Prenons l’exemple des infirmières : elles ont dû attendre 2010 pour que leur salaire augmente significativement, lorsque la fonction publique hospitalière a reconnu leur diplôme comme étant équivalent à un niveau bac +3 (catégorie A)11. Elles étaient auparavant classées dans la catégorie B, qui correspondait à un niveau de diplôme de niveau baccalauréat. Une infirmière fait-elle un métier moins important qu’un ingénieur ? 

Et sans les aides à domicile, que ferions-nous ? D’après France Stratégie et la DARES, le nombre de postes pour ce métier augmentera de 18 % d’ici 203012, preuve s’il en fallait, que ce métier est indispensable.

Le manque d’éducation financière : une entrave à l’émancipation féminine

Étonnamment, ni les hommes ni les femmes ne sont assez éduqués à l’argent : le sujet est tabou au sein des familles françaises12. Ce manque d’information sur les questions liées à l’argent pénalise particulièrement les femmes : elles perdent de l’argent sans le savoir, parfois même croyant en gagner.  

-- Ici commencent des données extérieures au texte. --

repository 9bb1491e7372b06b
pub use sea_orm_migration::prelude::*;

mod m20240101_000001_create_users_table;
mod m20240101_000002_create_posts_table;

pub struct Migrator;

#[async_trait::async_trait]
impl MigratorTrait for Migrator {
    fn migrations() -> Vec<Box<dyn MigrationTrait>> {
        vec![
            Box::new(m20240101_000001_create_users_table::Migration),
            Box::new(m20240101_000002_create_posts_table::Migration),
        ]
    }
}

Lorsqu’une femme se met en couple, connait-elle les désavantages de l’union libre ou du PACS par rapport au mariage ? A-t-elle connaissance du large choix de contrats de mariage qui existe ? 

A-t-elle conscience du fait que la répartition des dépenses à 50/50 est totalement injuste si ses revenus sont moins élevés que ceux de son conjoint ? Particulièrement si elle se charge d’effectuer la majeure partie du travail gratuit non rémunéré… 

Quand elle aura des enfants et qu’elle interrompra sa carrière, aura-t-elle envisagé les conséquences financières de cette décision sur sa retraite ? 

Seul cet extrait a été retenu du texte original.